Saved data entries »
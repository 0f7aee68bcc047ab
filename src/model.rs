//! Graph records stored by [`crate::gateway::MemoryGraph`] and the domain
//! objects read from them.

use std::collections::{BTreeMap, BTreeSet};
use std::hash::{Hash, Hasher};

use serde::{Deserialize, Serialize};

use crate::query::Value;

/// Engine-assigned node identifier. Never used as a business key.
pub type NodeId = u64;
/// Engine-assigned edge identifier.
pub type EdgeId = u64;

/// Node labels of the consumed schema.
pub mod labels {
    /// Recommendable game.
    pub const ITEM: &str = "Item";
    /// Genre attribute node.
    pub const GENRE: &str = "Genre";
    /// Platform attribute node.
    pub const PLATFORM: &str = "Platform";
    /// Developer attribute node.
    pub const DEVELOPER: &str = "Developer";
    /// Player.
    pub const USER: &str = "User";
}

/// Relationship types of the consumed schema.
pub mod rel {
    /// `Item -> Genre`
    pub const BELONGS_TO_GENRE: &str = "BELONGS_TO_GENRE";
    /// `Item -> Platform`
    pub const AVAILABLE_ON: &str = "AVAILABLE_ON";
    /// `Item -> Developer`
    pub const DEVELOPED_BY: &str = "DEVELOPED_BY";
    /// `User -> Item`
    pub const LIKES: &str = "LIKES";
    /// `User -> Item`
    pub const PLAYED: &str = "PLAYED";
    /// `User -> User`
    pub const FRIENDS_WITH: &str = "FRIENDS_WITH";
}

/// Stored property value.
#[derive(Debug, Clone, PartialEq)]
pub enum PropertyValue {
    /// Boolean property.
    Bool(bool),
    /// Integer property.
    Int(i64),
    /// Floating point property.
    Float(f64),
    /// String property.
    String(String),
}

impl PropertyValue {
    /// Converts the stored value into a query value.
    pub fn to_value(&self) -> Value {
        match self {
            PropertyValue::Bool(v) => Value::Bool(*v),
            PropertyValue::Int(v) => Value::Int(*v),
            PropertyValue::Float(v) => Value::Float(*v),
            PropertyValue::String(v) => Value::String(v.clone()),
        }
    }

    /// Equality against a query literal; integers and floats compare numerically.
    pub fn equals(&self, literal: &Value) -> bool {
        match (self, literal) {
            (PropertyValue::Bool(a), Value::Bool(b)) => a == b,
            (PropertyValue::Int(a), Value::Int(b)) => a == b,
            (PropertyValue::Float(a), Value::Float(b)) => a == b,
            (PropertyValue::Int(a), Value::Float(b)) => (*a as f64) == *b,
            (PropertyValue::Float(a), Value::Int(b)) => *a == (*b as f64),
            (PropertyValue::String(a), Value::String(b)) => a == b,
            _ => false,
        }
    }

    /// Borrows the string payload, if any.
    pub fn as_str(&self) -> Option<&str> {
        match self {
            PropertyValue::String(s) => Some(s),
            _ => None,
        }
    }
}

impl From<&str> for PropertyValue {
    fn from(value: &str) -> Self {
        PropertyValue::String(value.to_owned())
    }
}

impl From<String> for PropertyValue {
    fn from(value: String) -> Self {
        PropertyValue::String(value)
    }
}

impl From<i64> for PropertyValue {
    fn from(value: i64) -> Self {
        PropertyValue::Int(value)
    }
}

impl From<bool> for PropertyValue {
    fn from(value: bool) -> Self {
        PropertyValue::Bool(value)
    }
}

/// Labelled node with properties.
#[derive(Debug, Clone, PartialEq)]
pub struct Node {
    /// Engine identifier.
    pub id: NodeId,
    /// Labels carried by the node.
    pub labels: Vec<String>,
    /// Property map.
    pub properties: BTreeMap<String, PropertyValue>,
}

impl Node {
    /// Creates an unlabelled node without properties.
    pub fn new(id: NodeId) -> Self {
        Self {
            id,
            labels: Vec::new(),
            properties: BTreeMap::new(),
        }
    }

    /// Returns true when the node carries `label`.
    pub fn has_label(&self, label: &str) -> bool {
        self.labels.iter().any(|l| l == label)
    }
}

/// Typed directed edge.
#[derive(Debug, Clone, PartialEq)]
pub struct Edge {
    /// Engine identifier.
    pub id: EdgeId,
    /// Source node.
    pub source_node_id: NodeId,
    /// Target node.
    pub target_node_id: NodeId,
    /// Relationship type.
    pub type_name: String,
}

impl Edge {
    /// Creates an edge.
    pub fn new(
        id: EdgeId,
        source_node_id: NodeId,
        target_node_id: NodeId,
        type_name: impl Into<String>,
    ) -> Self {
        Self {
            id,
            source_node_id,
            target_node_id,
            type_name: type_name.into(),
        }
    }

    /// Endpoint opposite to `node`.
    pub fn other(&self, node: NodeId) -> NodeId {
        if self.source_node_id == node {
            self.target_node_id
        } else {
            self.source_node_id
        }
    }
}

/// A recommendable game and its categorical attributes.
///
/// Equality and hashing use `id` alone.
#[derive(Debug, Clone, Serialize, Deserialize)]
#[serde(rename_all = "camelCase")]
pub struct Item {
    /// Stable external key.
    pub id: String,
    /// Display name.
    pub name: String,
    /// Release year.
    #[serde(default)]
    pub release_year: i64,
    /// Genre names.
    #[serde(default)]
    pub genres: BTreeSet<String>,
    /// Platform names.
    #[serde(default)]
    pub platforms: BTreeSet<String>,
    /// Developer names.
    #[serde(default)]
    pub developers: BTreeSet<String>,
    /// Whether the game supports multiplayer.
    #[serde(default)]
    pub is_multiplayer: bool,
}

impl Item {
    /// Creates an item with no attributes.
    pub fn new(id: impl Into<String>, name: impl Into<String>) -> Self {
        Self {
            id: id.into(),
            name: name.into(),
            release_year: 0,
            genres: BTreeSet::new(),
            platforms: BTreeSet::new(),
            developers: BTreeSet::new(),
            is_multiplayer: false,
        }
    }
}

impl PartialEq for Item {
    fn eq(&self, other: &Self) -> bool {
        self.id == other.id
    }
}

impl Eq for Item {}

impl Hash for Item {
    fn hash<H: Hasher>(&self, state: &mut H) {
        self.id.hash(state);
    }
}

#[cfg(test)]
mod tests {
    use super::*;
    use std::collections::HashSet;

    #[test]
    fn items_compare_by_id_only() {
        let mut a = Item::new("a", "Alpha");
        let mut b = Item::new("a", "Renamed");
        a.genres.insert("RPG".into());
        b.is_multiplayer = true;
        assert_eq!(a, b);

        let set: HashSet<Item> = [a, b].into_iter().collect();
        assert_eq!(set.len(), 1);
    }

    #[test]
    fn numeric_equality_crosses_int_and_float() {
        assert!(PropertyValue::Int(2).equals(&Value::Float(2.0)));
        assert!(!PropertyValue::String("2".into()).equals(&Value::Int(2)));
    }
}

Goal of the exercise »
Look through the records above and please copy every line in which the string "Serialize" occurs.

Output of the exercise »
use serde::{Deserialize, Serialize};
#[derive(Debug, Clone, Serialize, Deserialize)]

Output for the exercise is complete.